I recently read Bishop Michael Nazir-Ali’s book Triple Jeopardy for the West: Aggressive Secularism, Radical Islamism and Multiculturalism. Nazir-Ali’s point is that all three movements pose a grave threat to the West as the vacuum where Christianity once was is filled.
It is increasingly obvious that the multitude of errors in thinking that dog the modern world can be brought back to the same root problem: the rejection of God. An obvious example is the transgender obsession that has swept the country, seemingly coming out of nowhere.
Penny Mordaunt, a minister for the ‘Conservative’ party, said this week: ‘Trans women are women, that’s the starting point.’ She aims to make changing one’s gender easier. There was talk not long ago that the ‘Conservative’ government was going to allow individuals to change their gender on their birth certificates without even a doctor’s opinion.

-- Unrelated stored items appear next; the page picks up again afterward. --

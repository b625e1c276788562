//! Feature attribution for flagged records
//!
//! Attributes the deviation of a record's anomaly score from the
//! model's training baseline to individual features by walking each
//! tree's decision path and charging every split's change in expected
//! isolation depth to the split feature.

mod attribution;

pub use attribution::explain;

use serde::{Deserialize, Serialize};

/// Signed contribution of one feature to a score deviation
#[derive(Debug, Clone, Serialize, Deserialize)]
pub struct FeatureAttribution {
    /// Feature name
    pub feature: String,
    /// Feature value for the explained record
    pub value: f64,
    /// Signed share of `final_score - baseline_score`
    pub contribution: f64,
}

/// Explanation for one scored record
///
/// Invariant: contributions sum to `final_score - baseline_score`
/// within floating tolerance.
#[derive(Debug, Clone, Serialize, Deserialize)]
pub struct AnomalyExplanation {
    /// Ensemble mean score over the training data
    pub baseline_score: f64,
    /// Score of the explained record
    pub final_score: f64,
    /// Per-feature contributions in schema order
    pub attributions: Vec<FeatureAttribution>,
}

impl AnomalyExplanation {
    /// Sum of all contributions
    pub fn sum_contributions(&self) -> f64 {
        self.attributions.iter().map(|a| a.contribution).sum()
    }

    /// Attributions ranked by absolute contribution, descending
    pub fn ranked(&self) -> Vec<&FeatureAttribution> {
        let mut sorted: Vec<&FeatureAttribution> = self.attributions.iter().collect();
        sorted.sort_by(|a, b| {
            b.contribution
                .abs()
                .partial_cmp(&a.contribution.abs())
                .unwrap_or(std::cmp::Ordering::Equal)
        });
        sorted
    }

    /// Top k contributors by absolute contribution
    pub fn top_k(&self, k: usize) -> Vec<&FeatureAttribution> {
        self.ranked().into_iter().take(k).collect()
    }
}
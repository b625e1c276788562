//! Persistence and export
//!
//! Covers the model artifact (JSON on disk, loaded read-only through
//! the process-wide [`ModelStore`]) and the tabular dataset export
//! consumed by offline tooling.

mod artifact;
mod dataset;

pub use artifact::{load_model, save_model, ModelStore, DEFAULT_MODEL_PATH};
pub use dataset::{write_csv, DEFAULT_DATASET_PATH};
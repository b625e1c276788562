//! Traffic data model and synthesis
//!
//! Defines the per-packet observation type and the synthetic traffic
//! generator used for both offline training and live simulation.

mod generator;

pub use generator::TrafficGenerator;

use crate::error::{NetsenseError, Result};
use chrono::{DateTime, Utc};
use ndarray::Array2;
use serde::{Deserialize, Serialize};

/// Number of features in the packet schema
pub const N_FEATURES: usize = 4;

/// Canonical feature order for the packet schema
pub const FEATURE_NAMES: [&str; N_FEATURES] =
    ["packet_size", "time_interval", "protocol", "dest_port"];

/// Application protocol observed on a packet
///
/// Codes 0 and 1 are the protocols expected on the monitored network;
/// 2 and 3 only appear in anomalous traffic.
#[derive(Debug, Clone, Copy, PartialEq, Eq, Serialize, Deserialize)]
pub enum Protocol {
    Mqtt,
    Coap,
    Unknown2,
    Unknown3,
}

impl Protocol {
    /// Numeric protocol code
    pub fn code(&self) -> u8 {
        match self {
            Protocol::Mqtt => 0,
            Protocol::Coap => 1,
            Protocol::Unknown2 => 2,
            Protocol::Unknown3 => 3,
        }
    }

    /// Protocol for a numeric code
    pub fn from_code(code: u8) -> Result<Self> {
        match code {
            0 => Ok(Protocol::Mqtt),
            1 => Ok(Protocol::Coap),
            2 => Ok(Protocol::Unknown2),
            3 => Ok(Protocol::Unknown3),
            other => Err(NetsenseError::InvalidParameter(format!(
                "unknown protocol code: {}",
                other
            ))),
        }
    }

    /// Code as a feature value
    pub fn as_f64(&self) -> f64 {
        self.code() as f64
    }
}

/// Ground-truth tag on synthesized records
#[derive(Debug, Clone, Copy, PartialEq, Eq, Serialize, Deserialize)]
pub enum Label {
    Normal,
    Attack,
}

impl Label {
    /// Numeric form used in the dataset export (0 = normal, 1 = attack)
    pub fn as_u8(&self) -> u8 {
        match self {
            Label::Normal => 0,
            Label::Attack => 1,
        }
    }
}

/// One packet observation
///
/// Immutable once generated. `label` is only present on synthesized
/// data and is never consulted at inference time.
#[derive(Debug, Clone, PartialEq, Serialize, Deserialize)]
pub struct TrafficRecord {
    /// Packet size in bytes
    pub packet_size: f64,
    /// Milliseconds since the previous packet
    pub time_interval: f64,
    /// Observed protocol
    pub protocol: Protocol,
    /// Destination port
    pub dest_port: u16,
    /// Ground-truth tag (synthesized data only)
    pub label: Option<Label>,
    /// Observation time, strictly increasing per generated sequence
    pub timestamp: DateTime<Utc>,
}

impl TrafficRecord {
    /// Feature vector in canonical schema order
    pub fn features(&self) -> [f64; N_FEATURES] {
        [
            self.packet_size,
            self.time_interval,
            self.protocol.as_f64(),
            self.dest_port as f64,
        ]
    }
}

/// Ordered feature-name schema a model is trained against
#[derive(Debug, Clone, PartialEq, Eq, Serialize, Deserialize)]
pub struct FeatureSchema {
    names: Vec<String>,
}

impl FeatureSchema {
    /// The canonical packet-feature schema
    pub fn canonical() -> Self {
        Self {
            names: FEATURE_NAMES.iter().map(|s| s.to_string()).collect(),
        }
    }

    /// Feature names in order
    pub fn names(&self) -> &[String] {
        &self.names
    }

    /// Number of features
    pub fn len(&self) -> usize {
        self.names.len()
    }

    /// True if the schema has no features
    pub fn is_empty(&self) -> bool {
        self.names.is_empty()
    }

    /// Check another schema against this one
    pub fn validate(&self, other: &FeatureSchema) -> Result<()> {
        if self != other {
            return Err(NetsenseError::SchemaMismatch(format!(
                "expected features {:?}, got {:?}",
                self.names, other.names
            )));
        }
        Ok(())
    }
}

impl Default for FeatureSchema {
    fn default() -> Self {
        Self::canonical()
    }
}

/// Ordered sequence of traffic records with a fixed feature schema
///
/// Order is irrelevant to training but preserved for display.
#[derive(Debug, Clone, Serialize, Deserialize)]
pub struct Dataset {
    records: Vec<TrafficRecord>,
    schema: FeatureSchema,
}

impl Dataset {
    /// Create a dataset over the canonical schema
    pub fn new(records: Vec<TrafficRecord>) -> Self {
        Self {
            records,
            schema: FeatureSchema::canonical(),
        }
    }

    /// Records in generation order
    pub fn records(&self) -> &[TrafficRecord] {
        &self.records
    }

    /// The dataset's feature schema
    pub fn schema(&self) -> &FeatureSchema {
        &self.schema
    }

    /// Number of records
    pub fn len(&self) -> usize {
        self.records.len()
    }

    /// True if the dataset holds no records
    pub fn is_empty(&self) -> bool {
        self.records.is_empty()
    }

    /// Count of records tagged with `label`
    pub fn count_label(&self, label: Label) -> usize {
        self.records
            .iter()
            .filter(|r| r.label == Some(label))
            .count()
    }

    /// Feature matrix, one row per record, columns in schema order
    pub fn to_matrix(&self) -> Array2<f64> {
        let mut x = Array2::zeros((self.records.len(), N_FEATURES));
        for (i, record) in self.records.iter().enumerate() {
            let features = record.features();
            for (j, &v) in features.iter().enumerate() {
                x[[i, j]] = v;
            }
        }
        x
    }
}

#[cfg(test)]
mod tests {
    use super::*;

    #[test]
    fn test_protocol_codes_round_trip() {
        for code in 0..4u8 {
            let p = Protocol::from_code(code).unwrap();
            assert_eq!(p.code(), code);
        }
        assert!(Protocol::from_code(7).is_err());
    }

    #[test]
    fn test_schema_validation() {
        let canonical = FeatureSchema::canonical();
        assert!(canonical.validate(&FeatureSchema::canonical()).is_ok());

        let wrong = FeatureSchema {
            names: vec!["packet_size".into(), "time_interval".into()],
        };
        let err = canonical.validate(&wrong).unwrap_err();
        assert!(matches!(err, NetsenseError::SchemaMismatch(_)));
    }

    #[test]
    fn test_feature_order_matches_schema() {
        let record = TrafficRecord {
            packet_size: 50.0,
            time_interval: 1.0,
            protocol: Protocol::Coap,
            dest_port: 443,
            label: None,
            timestamp: Utc::now(),
        };
        let f = record.features();
        assert_eq!(f[0], 50.0);
        assert_eq!(f[1], 1.0);
        assert_eq!(f[2], 1.0);
        assert_eq!(f[3], 443.0);
    }
}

In a society that respects God and believes in Him, this destructive confusion simply does not permeate. How can it? With faith in God you know that a man and a woman are two very different beings, created for one another, to complement. Further, God wouldn’t make such a mistake as placing the soul of a man in the body of a woman.

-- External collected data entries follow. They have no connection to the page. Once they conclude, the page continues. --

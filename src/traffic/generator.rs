//! Synthetic traffic generation
//!
//! Draws packet records from two statistical regimes: a normal regime
//! (small sensor packets at regular intervals on well-known ports) and
//! an anomalous regime (flood-sized packets at scan-like intervals on
//! ephemeral ports, over unknown protocol codes).

use crate::error::{NetsenseError, Result};
use crate::traffic::{Dataset, Label, Protocol, TrafficRecord};
use chrono::{DateTime, Duration, Utc};
use rand::prelude::*;
use rand_chacha::ChaCha8Rng;

// Normal regime: small regular packets on well-known ports
const NORMAL_SIZE_MEAN: f64 = 50.0;
const NORMAL_SIZE_SD: f64 = 10.0;
const NORMAL_INTERVAL_SCALE: f64 = 1.0;
const NORMAL_PORTS: [u16; 3] = [80, 443, 8080];

// Anomalous regime: flood-sized packets, scan-like gaps, random high ports
const ANOMALY_SIZE_MEAN: f64 = 1500.0;
const ANOMALY_SIZE_SD: f64 = 200.0;
const ANOMALY_INTERVAL_SCALE: f64 = 0.01;
const ANOMALY_PORT_LOW: u16 = 1024;
const ANOMALY_PORT_HIGH: u16 = 65535; // exclusive

/// Synthetic traffic generator with an explicit, seedable random source
pub struct TrafficGenerator {
    rng: ChaCha8Rng,
    start_time: Option<DateTime<Utc>>,
}

impl TrafficGenerator {
    /// Create a generator seeded from entropy
    pub fn new() -> Self {
        Self {
            rng: ChaCha8Rng::from_entropy(),
            start_time: None,
        }
    }

    /// Fix the random seed for reproducible sequences
    pub fn with_seed(mut self, seed: u64) -> Self {
        self.rng = ChaCha8Rng::seed_from_u64(seed);
        self
    }

    /// Fix the timestamp of the first generated record
    pub fn with_start_time(mut self, start: DateTime<Utc>) -> Self {
        self.start_time = Some(start);
        self
    }

    /// Generate `n_samples` records, `round(n_samples * anomaly_ratio)`
    /// of them drawn from the anomalous regime, randomly permuted so
    /// record order carries no label signal
    pub fn generate(&mut self, n_samples: usize, anomaly_ratio: f64) -> Result<Dataset> {
        if !(0.0..=1.0).contains(&anomaly_ratio) || anomaly_ratio.is_nan() {
            return Err(NetsenseError::InvalidParameter(format!(
                "anomaly_ratio must be in [0, 1], got {}",
                anomaly_ratio
            )));
        }

        let n_anomalous = ((n_samples as f64 * anomaly_ratio).round() as usize).min(n_samples);
        let n_normal = n_samples - n_anomalous;

        let mut records = Vec::with_capacity(n_samples);
        for _ in 0..n_normal {
            records.push(self.normal_record());
        }
        for _ in 0..n_anomalous {
            records.push(self.anomalous_record());
        }

        records.shuffle(&mut self.rng);

        // Timestamps are one second apart in display order, independent of label
        let start = self.start_time.unwrap_or_else(Utc::now);
        for (i, record) in records.iter_mut().enumerate() {
            record.timestamp = start + Duration::seconds(i as i64);
        }

        Ok(Dataset::new(records))
    }

    /// Draw one packet, anomalous with probability `anomaly_probability`
    ///
    /// Live-simulation entry point: the batch `generate` contract rounds
    /// the anomalous count, which pins a single-record draw to one
    /// regime; a per-draw Bernoulli gives the live stream its expected
    /// anomalous fraction instead.
    pub fn generate_one(&mut self, anomaly_probability: f64) -> Result<TrafficRecord> {
        if !(0.0..=1.0).contains(&anomaly_probability) || anomaly_probability.is_nan() {
            return Err(NetsenseError::InvalidParameter(format!(
                "anomaly_probability must be in [0, 1], got {}",
                anomaly_probability
            )));
        }
        let mut record = if self.rng.gen_bool(anomaly_probability) {
            self.anomalous_record()
        } else {
            self.normal_record()
        };
        record.timestamp = Utc::now();
        Ok(record)
    }

    fn normal_record(&mut self) -> TrafficRecord {
        let protocol = if self.rng.gen_bool(0.5) {
            Protocol::Mqtt
        } else {
            Protocol::Coap
        };
        TrafficRecord {
            packet_size: self.sample_normal(NORMAL_SIZE_MEAN, NORMAL_SIZE_SD),
            time_interval: self.sample_exponential(NORMAL_INTERVAL_SCALE),
            protocol,
            dest_port: *NORMAL_PORTS.choose(&mut self.rng).unwrap_or(&NORMAL_PORTS[0]),
            label: Some(Label::Normal),
            timestamp: Utc::now(),
        }
    }

    fn anomalous_record(&mut self) -> TrafficRecord {
        let protocol = if self.rng.gen_bool(0.5) {
            Protocol::Unknown2
        } else {
            Protocol::Unknown3
        };
        TrafficRecord {
            packet_size: self.sample_normal(ANOMALY_SIZE_MEAN, ANOMALY_SIZE_SD),
            time_interval: self.sample_exponential(ANOMALY_INTERVAL_SCALE),
            protocol,
            dest_port: self.rng.gen_range(ANOMALY_PORT_LOW..ANOMALY_PORT_HIGH),
            label: Some(Label::Attack),
            timestamp: Utc::now(),
        }
    }

    /// Gaussian variate via Box-Muller
    fn sample_normal(&mut self, mean: f64, sd: f64) -> f64 {
        let u1: f64 = 1.0 - self.rng.gen::<f64>(); // in (0, 1]
        let u2: f64 = self.rng.gen();
        let z = (-2.0 * u1.ln()).sqrt() * (2.0 * std::f64::consts::PI * u2).cos();
        mean + sd * z
    }

    /// Exponential variate via inverse CDF
    fn sample_exponential(&mut self, scale: f64) -> f64 {
        let u: f64 = 1.0 - self.rng.gen::<f64>(); // in (0, 1]
        -scale * u.ln()
    }
}

impl Default for TrafficGenerator {
    fn default() -> Self {
        Self::new()
    }
}

#[cfg(test)]
mod tests {
    use super::*;

    #[test]
    fn test_generate_counts() {
        let mut gen = TrafficGenerator::new().with_seed(42);
        let dataset = gen.generate(200, 0.1).unwrap();

        assert_eq!(dataset.len(), 200);
        assert_eq!(dataset.count_label(Label::Attack), 20);
        assert_eq!(dataset.count_label(Label::Normal), 180);
    }

    #[test]
    fn test_generate_rounds_anomaly_count() {
        let mut gen = TrafficGenerator::new().with_seed(42);
        // 0.05 * 10 = 0.5 rounds to 1
        let dataset = gen.generate(10, 0.05).unwrap();
        assert_eq!(dataset.count_label(Label::Attack), 1);

        // 0.04 * 10 = 0.4 rounds to 0
        let dataset = gen.generate(10, 0.04).unwrap();
        assert_eq!(dataset.count_label(Label::Attack), 0);
    }

    #[test]
    fn test_single_sample_is_valid() {
        let mut gen = TrafficGenerator::new().with_seed(7);
        let dataset = gen.generate(1, 0.05).unwrap();
        assert_eq!(dataset.len(), 1);
        // 0.05 rounds the anomalous count to zero
        assert_eq!(dataset.count_label(Label::Attack), 0);
    }

    #[test]
    fn test_generate_one_mixes_regimes() {
        let mut gen = TrafficGenerator::new().with_seed(21);
        let mut attacks = 0;
        for _ in 0..500 {
            let record = gen.generate_one(0.2).unwrap();
            if record.label == Some(Label::Attack) {
                attacks += 1;
            }
        }
        assert!(attacks > 50 && attacks < 150, "attacks = {}", attacks);
        assert!(gen.generate_one(1.5).is_err());
    }

    #[test]
    fn test_invalid_ratio_rejected() {
        let mut gen = TrafficGenerator::new().with_seed(1);
        assert!(gen.generate(10, -0.1).is_err());
        assert!(gen.generate(10, 1.5).is_err());
        assert!(gen.generate(10, f64::NAN).is_err());
    }

    #[test]
    fn test_timestamps_strictly_increasing() {
        let mut gen = TrafficGenerator::new().with_seed(3);
        let dataset = gen.generate(50, 0.2).unwrap();
        for pair in dataset.records().windows(2) {
            assert!(pair[1].timestamp > pair[0].timestamp);
        }
    }

    #[test]
    fn test_regime_parameters() {
        let mut gen = TrafficGenerator::new().with_seed(11);
        let dataset = gen.generate(2000, 0.5).unwrap();

        let mut normal_sizes = Vec::new();
        for record in dataset.records() {
            match record.label {
                Some(Label::Normal) => {
                    normal_sizes.push(record.packet_size);
                    assert!(matches!(record.protocol, Protocol::Mqtt | Protocol::Coap));
                    assert!(NORMAL_PORTS.contains(&record.dest_port));
                }
                Some(Label::Attack) => {
                    assert!(matches!(
                        record.protocol,
                        Protocol::Unknown2 | Protocol::Unknown3
                    ));
                    assert!(record.dest_port >= ANOMALY_PORT_LOW);
                    assert!(record.time_interval >= 0.0);
                }
                None => panic!("synthesized record missing label"),
            }
        }

        let mean: f64 = normal_sizes.iter().sum::<f64>() / normal_sizes.len() as f64;
        assert!((mean - NORMAL_SIZE_MEAN).abs() < 2.0, "mean was {}", mean);
    }

    #[test]
    fn test_fixed_seed_reproducible() {
        let mut a = TrafficGenerator::new()
            .with_seed(99)
            .with_start_time(Utc::now());
        let start = a.start_time.unwrap();
        let mut b = TrafficGenerator::new().with_seed(99).with_start_time(start);

        let da = a.generate(100, 0.1).unwrap();
        let db = b.generate(100, 0.1).unwrap();
        assert_eq!(da.records(), db.records());
    }
}
//! Boolean expression over attribute clauses
//!
//! Values of the same definition form one clause combined by the definition's
//! rule; clauses are AND-ed together. Clauses are kept sorted by definition
//! FQN so that planning is deterministic.

use crate::error::KeySplitError;
use crate::fqn::{display_decode, validate_attribute_fqn};
use crate::policy::{AttributeDefinition, AttributeRule, AttributeValue};
use std::collections::BTreeMap;
use std::fmt;
use std::sync::Arc;
use tracing::debug;

/// Values of one attribute definition and the rule combining them
#[derive(Debug, Clone, PartialEq)]
pub struct AttributeClause {
    pub definition: Arc<AttributeDefinition>,
    pub values: Vec<AttributeValue>,
    pub rule: AttributeRule,
}

impl AttributeClause {
    pub fn new(definition: Arc<AttributeDefinition>) -> Self {
        let rule = definition.rule;
        Self {
            definition,
            values: Vec::new(),
            rule,
        }
    }
}

impl fmt::Display for AttributeClause {
    fn fmt(&self, f: &mut fmt::Formatter<'_>) -> fmt::Result {
        match self.values.as_slice() {
            [] => f.write_str(&self.definition.fqn),
            [only] => f.write_str(&only.fqn),
            values => {
                let names: Vec<String> = values.iter().map(value_name).collect();
                write!(
                    f,
                    "{}({}: {{{}}})",
                    self.rule,
                    self.definition.fqn,
                    names.join(", ")
                )
            }
        }
    }
}

fn value_name(value: &AttributeValue) -> String {
    match value.fqn.rsplit_once("/value/") {
        Some((_, raw)) => display_decode(raw),
        None => value.value.clone(),
    }
}

/// Conjunction of attribute clauses
#[derive(Debug, Clone, Default, PartialEq)]
pub struct BooleanExpression {
    pub clauses: Vec<AttributeClause>,
}

impl BooleanExpression {
    pub fn is_empty(&self) -> bool {
        self.clauses.is_empty()
    }
}

impl fmt::Display for BooleanExpression {
    fn fmt(&self, f: &mut fmt::Formatter<'_>) -> fmt::Result {
        if self.clauses.is_empty() {
            return f.write_str("∅");
        }
        let parts: Vec<String> = self.clauses.iter().map(ToString::to_string).collect();
        f.write_str(&parts.join(" ∧ "))
    }
}

/// Group attribute values into clauses keyed by definition FQN
///
/// Each value must carry a well-formed FQN, an attached definition and a
/// supported rule; the first violation aborts the build.
pub fn build_boolean_expression(
    values: &[AttributeValue],
) -> Result<BooleanExpression, KeySplitError> {
    let mut clauses: BTreeMap<String, AttributeClause> = BTreeMap::new();

    for value in values {
        validate_attribute_fqn(&value.fqn).map_err(|source| KeySplitError::InvalidAttributeFqn {
            fqn: value.fqn.clone(),
            source,
        })?;

        let definition = value
            .attribute
            .as_ref()
            .ok_or_else(|| KeySplitError::MissingDefinition {
                fqn: value.fqn.clone(),
            })?;

        validate_attribute_rule(definition.rule, &definition.fqn)?;

        clauses
            .entry(definition.fqn.clone())
            .or_insert_with(|| AttributeClause::new(Arc::clone(definition)))
            .values
            .push(value.clone());
    }

    let expression = BooleanExpression {
        clauses: clauses.into_values().collect(),
    };
    debug!(
        clauses = expression.clauses.len(),
        expression = %expression,
        "built boolean expression"
    );
    Ok(expression)
}

/// Reject rule codes the planner cannot handle
pub fn validate_attribute_rule(rule: AttributeRule, fqn: &str) -> Result<(), KeySplitError> {
    if rule.is_supported() {
        Ok(())
    } else {
        Err(KeySplitError::InvalidRule {
            fqn: fqn.to_string(),
            rule,
        })
    }
}
//! Split consolidation
//!
//! Two splits wrapped for exactly the same KAS set add nothing: whoever can
//! unwrap one can unwrap the other. The optimizer collapses them into one.

use crate::planner::SplitAssignment;
use std::collections::HashMap;
use tracing::debug;

/// Merge assignments that share a KAS URL set
///
/// Groups keep first-seen order; the result is sorted by split ID.
pub fn optimize_split_assignments(assignments: Vec<SplitAssignment>) -> Vec<SplitAssignment> {
    if assignments.len() <= 1 {
        return assignments;
    }

    let before = assignments.len();
    let mut index: HashMap<String, usize> = HashMap::new();
    let mut groups: Vec<Vec<SplitAssignment>> = Vec::new();

    for assignment in assignments {
        let key = create_kas_set_key(&assignment.kas_urls);
        match index.get(&key) {
            Some(&slot) => groups[slot].push(assignment),
            None => {
                index.insert(key, groups.len());
                groups.push(vec![assignment]);
            }
        }
    }

    let mut optimized: Vec<SplitAssignment> = groups.iter().map(|g| merge_assignments(g)).collect();
    optimized.sort_by(|a, b| a.split_id.cmp(&b.split_id));

    debug!(before, after = optimized.len(), "optimized split assignments");
    optimized
}

/// Order-insensitive identity of a KAS URL list, e.g. `[a b c]`
pub fn create_kas_set_key(urls: &[String]) -> String {
    let mut sorted = urls.to_vec();
    sorted.sort();
    format!("[{}]", sorted.join(" "))
}

/// Fold a group into its first member, adding keys it lacks
pub fn merge_assignments(assignments: &[SplitAssignment]) -> SplitAssignment {
    let Some((first, rest)) = assignments.split_first() else {
        return SplitAssignment::default();
    };

    let mut merged = first.clone();
    for other in rest {
        for (url, key) in &other.keys {
            merged.keys.entry(url.clone()).or_insert_with(|| key.clone());
        }
    }
    merged
}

Yet because we don’t believe in anything, and everything is up for grabs, then why not gender? Once we’ve rejected the Truth and reality of the universe then everything will become confused. Transgenderism is but one example.

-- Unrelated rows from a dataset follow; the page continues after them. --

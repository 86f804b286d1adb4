//! Attribute policy to key split planning for OpenTDF
//!
//! A TDF's data encryption key (DEK) is wrapped for one or more Key Access
//! Servers (KAS). Which servers, and whether they must all cooperate, follows
//! from the attribute values in the data policy and the grants attached to
//! them. This crate compiles such a policy into XOR key splits.
//!
//! ```
//! use opentdf_keysplit::prelude::*;
//! use std::sync::Arc;
//!
//! let dept = Arc::new(AttributeDefinition::new(
//!     "https://example.com/attr/Dept",
//!     AttributeRule::AllOf,
//! ));
//! let values = vec![
//!     AttributeValue::new("https://example.com/attr/Dept/value/Eng")
//!         .with_definition(Arc::clone(&dept))
//!         .with_grant(KeyAccessServer::new("https://kas.us/")),
//!     AttributeValue::new("https://example.com/attr/Dept/value/Legal")
//!         .with_definition(dept)
//!         .with_grant(KeyAccessServer::new("https://kas.uk/")),
//! ];
//!
//! let result = XorSplitter::new().generate_splits(&values, &[42u8; 32])?;
//! assert_eq!(result.splits.len(), 2);
//! # Ok::<(), KeySplitError>(())
//! ```

pub mod config;
pub mod error;
pub mod expression;
pub mod fqn;
pub mod grants;
pub mod optimizer;
pub mod planner;
pub mod policy;
pub mod prelude;
pub mod splitter;

pub use config::SplitterConfig;
pub use error::{KeySourceError, KeySplitError};
pub use expression::{build_boolean_expression, AttributeClause, BooleanExpression};
pub use fqn::{validate_attribute_fqn, AttributeValueFqn, FqnError};
pub use grants::{resolve_attribute_grants, GrantLevel, KasGrant, ResolvedGrants};
pub use optimizer::optimize_split_assignments;
pub use planner::{create_split_plan, SplitAssignment};
pub use policy::{
    Algorithm, AttributeDefinition, AttributeRule, AttributeValue, CachedKasKey,
    KasPublicKeyAlgEnum, KeyAccessServer, Namespace, SimpleKasKey, SimpleKasPublicKey,
};
pub use splitter::{
    collect_all_public_keys, format_algorithm, KasPublicKey, KeySource, OsKeySource, Split,
    SplitResult, XorSplitter, DEK_SIZE,
};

It’s clear to anyone with any semblance of intellectual honesty that radical Islam poses a profound danger to Western civilisation. Not only the terror attacks, nor the rape (not ‘grooming’) gangs, but the hard-won liberties that are now being sacrificed in a pitiful act of appeasement.
Even in the 25 years I have been on the planet I have seen freedom of speech undermined at a terrifying pace. How it must feel for someone older I can’t imagine. After Charlie Hebdo, the vast majority of British newspapers refused to publish its defiant cover cartoon despite overwhelming support for the magazine.
Obviously this is because they were frightened of repercussions: clear evidence that already there exists in British society a strain of radical Islam that wields considerable influence.
I do not, under any circumstances, want to have to give up the fantastic, life-affirming ability to discuss and exchange ideas freely because our political class are utterly naive about the extremely violent strains within Islam that have shown themselves, again and again, throughout history.
The problem goes back to the same root: God. A properly Christian nation, proud of its heritage, would not be so woefully ignorant about this historical tendency amongst Islam. Yet because we have abandoned our God, and have a woolly, fuzzy view that religions are all the same, we will continue to capitulate in the face of people who actually believe in something.
Bishop Nazir-Ali makes an excellent point in his book that before Christianity came along, England was an organised group of warring tribes. Christianity created an overarching narrative, and system of thought and morality, in which all can partake. Multiculturalism will see us return to this pre-Christian age, bickering and arguing amongst ourselves, divided along lines of ethnicity or politics or whatever mad thing we come up with to distinguish ourselves from one another in order to feel special and different.
The soul of the West is in grave danger and the further we retreat from God the more errors in thinking we will see abound. The way we think, and the ideas a society is governed by, has a profound effect on every aspect of our lives. It is for this reason that I am fully behind Nazir-Ali’s book and pray every single day that my beloved country will return to its Christian roots before it is too late.